Your goal: The expected answer is the set of lines in the data below between the line holding "repository 640281fa9e61fe2e" and the line holding "use crate::client::TerminalClient;", inclusive, written out exactly.

Supplied records:

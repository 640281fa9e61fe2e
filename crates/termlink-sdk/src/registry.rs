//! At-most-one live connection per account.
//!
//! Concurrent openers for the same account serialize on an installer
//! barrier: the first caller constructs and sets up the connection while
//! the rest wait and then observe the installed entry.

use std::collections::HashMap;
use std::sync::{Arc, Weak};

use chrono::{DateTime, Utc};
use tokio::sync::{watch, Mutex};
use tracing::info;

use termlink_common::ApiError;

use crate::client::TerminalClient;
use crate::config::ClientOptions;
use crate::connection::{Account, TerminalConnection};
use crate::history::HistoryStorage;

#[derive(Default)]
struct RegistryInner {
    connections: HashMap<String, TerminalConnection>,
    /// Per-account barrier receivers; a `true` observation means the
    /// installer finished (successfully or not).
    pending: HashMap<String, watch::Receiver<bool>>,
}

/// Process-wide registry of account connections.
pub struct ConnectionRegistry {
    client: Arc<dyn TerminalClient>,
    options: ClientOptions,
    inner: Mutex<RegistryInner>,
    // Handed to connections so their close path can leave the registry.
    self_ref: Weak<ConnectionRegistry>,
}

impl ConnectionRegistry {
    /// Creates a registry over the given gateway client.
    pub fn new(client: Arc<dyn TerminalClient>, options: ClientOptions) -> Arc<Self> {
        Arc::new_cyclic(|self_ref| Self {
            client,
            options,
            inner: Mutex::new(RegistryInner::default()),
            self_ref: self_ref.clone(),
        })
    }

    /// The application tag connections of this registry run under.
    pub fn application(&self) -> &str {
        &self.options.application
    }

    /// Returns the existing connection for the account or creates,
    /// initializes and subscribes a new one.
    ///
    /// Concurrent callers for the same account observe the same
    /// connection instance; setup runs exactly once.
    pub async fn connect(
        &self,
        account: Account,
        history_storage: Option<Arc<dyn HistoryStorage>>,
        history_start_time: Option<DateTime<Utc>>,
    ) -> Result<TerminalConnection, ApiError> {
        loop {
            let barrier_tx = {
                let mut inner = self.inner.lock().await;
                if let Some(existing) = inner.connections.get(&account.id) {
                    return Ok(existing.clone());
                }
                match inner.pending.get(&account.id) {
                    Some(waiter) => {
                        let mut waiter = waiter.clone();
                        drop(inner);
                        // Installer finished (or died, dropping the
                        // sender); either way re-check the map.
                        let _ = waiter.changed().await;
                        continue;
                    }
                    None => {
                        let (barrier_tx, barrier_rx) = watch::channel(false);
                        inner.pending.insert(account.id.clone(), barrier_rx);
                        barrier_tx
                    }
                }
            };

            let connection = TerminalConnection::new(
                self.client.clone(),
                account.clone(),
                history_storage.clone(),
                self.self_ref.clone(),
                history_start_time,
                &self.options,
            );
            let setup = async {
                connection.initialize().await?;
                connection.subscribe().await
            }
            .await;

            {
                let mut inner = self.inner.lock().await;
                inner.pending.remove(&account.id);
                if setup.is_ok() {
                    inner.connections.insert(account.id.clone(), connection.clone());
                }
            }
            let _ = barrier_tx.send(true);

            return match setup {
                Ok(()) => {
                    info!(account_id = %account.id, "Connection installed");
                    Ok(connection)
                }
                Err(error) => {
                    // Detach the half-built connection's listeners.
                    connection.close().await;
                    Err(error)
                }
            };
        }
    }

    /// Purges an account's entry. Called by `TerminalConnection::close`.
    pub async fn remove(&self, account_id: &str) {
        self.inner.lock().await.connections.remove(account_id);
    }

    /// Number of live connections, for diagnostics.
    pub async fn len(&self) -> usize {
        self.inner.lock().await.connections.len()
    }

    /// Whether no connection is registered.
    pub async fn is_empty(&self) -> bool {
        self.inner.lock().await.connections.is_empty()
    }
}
==
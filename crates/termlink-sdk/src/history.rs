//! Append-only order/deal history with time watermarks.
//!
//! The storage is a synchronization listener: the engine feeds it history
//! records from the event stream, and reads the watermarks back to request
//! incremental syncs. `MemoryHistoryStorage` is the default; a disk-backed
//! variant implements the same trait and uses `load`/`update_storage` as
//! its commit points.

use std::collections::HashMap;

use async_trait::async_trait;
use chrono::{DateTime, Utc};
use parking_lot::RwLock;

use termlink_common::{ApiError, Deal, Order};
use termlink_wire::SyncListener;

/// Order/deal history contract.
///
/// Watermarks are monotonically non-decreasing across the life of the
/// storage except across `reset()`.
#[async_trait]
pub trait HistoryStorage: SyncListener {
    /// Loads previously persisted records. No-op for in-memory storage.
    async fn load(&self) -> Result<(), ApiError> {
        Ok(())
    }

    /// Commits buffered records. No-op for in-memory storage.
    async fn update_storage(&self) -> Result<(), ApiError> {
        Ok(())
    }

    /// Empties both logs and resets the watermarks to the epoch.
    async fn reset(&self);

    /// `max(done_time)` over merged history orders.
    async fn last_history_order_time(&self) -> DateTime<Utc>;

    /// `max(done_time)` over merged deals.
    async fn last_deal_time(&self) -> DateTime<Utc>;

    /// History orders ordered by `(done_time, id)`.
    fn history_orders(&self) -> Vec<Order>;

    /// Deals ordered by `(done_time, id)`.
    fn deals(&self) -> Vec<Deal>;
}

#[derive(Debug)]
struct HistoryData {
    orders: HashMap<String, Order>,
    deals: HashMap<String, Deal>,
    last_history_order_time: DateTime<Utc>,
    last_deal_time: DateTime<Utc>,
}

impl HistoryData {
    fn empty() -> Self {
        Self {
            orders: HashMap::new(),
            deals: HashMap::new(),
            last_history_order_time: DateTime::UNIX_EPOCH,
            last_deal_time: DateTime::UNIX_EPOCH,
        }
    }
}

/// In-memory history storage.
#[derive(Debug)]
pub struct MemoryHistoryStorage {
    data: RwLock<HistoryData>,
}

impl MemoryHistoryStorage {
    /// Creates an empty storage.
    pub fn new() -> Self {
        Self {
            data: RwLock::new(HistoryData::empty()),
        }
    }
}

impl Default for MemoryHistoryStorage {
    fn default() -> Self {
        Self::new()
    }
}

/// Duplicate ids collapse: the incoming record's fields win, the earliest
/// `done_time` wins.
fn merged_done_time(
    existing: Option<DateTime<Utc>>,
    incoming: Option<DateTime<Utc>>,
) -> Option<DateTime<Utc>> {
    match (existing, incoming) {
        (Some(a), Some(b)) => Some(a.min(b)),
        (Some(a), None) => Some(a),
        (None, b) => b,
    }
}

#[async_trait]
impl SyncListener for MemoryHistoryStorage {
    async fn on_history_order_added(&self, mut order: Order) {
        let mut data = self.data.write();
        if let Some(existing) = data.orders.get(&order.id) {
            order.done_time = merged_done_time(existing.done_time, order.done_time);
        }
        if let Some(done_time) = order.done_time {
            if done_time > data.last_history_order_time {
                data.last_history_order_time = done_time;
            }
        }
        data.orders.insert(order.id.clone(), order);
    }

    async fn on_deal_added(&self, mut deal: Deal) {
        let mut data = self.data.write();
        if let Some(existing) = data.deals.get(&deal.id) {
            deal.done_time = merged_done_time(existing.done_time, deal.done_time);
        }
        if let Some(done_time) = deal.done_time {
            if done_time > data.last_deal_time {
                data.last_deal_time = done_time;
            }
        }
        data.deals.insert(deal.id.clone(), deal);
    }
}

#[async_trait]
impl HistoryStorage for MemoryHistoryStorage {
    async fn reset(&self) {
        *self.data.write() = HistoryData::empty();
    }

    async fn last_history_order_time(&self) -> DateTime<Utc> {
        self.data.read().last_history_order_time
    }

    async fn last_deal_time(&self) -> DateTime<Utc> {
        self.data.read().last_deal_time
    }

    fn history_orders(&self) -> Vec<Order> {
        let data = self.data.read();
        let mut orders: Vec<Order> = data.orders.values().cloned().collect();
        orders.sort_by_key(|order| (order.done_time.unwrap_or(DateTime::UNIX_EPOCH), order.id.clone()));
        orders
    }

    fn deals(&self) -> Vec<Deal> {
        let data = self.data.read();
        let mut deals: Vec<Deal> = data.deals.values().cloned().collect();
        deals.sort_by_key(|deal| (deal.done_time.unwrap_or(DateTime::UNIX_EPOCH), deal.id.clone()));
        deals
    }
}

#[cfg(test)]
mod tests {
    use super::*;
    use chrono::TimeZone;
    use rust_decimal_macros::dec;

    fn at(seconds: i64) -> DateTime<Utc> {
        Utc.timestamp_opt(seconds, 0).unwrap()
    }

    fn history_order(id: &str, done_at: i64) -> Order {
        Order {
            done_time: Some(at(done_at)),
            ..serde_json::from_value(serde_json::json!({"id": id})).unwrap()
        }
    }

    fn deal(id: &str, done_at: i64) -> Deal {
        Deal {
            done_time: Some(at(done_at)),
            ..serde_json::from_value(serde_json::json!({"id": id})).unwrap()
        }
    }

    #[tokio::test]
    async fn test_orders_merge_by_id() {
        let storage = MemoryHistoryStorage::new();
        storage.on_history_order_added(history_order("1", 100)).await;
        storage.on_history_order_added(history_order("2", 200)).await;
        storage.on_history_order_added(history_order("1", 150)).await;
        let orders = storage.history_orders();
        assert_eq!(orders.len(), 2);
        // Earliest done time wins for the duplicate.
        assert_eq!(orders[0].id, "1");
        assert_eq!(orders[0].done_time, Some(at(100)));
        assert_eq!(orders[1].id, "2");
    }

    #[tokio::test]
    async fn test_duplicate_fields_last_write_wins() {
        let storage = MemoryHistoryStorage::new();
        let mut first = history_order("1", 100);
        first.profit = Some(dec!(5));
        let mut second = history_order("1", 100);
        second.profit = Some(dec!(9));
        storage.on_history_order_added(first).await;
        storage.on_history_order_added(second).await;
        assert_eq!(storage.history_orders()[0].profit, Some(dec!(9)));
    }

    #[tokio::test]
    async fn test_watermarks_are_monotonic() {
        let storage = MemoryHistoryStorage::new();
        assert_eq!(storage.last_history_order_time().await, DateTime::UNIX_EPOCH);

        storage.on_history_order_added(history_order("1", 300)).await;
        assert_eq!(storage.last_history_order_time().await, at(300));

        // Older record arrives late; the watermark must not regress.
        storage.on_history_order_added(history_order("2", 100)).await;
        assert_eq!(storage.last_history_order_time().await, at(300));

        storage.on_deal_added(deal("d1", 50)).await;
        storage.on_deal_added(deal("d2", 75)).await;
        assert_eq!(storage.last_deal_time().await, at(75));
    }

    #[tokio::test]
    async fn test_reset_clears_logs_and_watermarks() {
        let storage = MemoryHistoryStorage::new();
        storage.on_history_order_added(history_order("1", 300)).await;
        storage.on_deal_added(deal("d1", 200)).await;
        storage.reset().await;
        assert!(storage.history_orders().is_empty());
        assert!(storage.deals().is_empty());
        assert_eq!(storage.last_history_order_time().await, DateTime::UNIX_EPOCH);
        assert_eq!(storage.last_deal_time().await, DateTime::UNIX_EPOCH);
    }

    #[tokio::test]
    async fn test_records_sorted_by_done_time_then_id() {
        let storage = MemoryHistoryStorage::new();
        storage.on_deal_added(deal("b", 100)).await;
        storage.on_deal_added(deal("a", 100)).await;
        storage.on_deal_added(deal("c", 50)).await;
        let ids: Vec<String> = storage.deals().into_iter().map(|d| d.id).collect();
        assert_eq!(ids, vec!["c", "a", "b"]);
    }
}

Response to the task:
repository 640281fa9e61fe2e
filename crates/termlink-sdk/src/registry.rs
//! At-most-one live connection per account.
//!
//! Concurrent openers for the same account serialize on an installer
//! barrier: the first caller constructs and sets up the connection while
//! the rest wait and then observe the installed entry.

use std::collections::HashMap;
use std::sync::{Arc, Weak};

use chrono::{DateTime, Utc};
use tokio::sync::{watch, Mutex};
use tracing::info;

use termlink_common::ApiError;

use crate::client::TerminalClient;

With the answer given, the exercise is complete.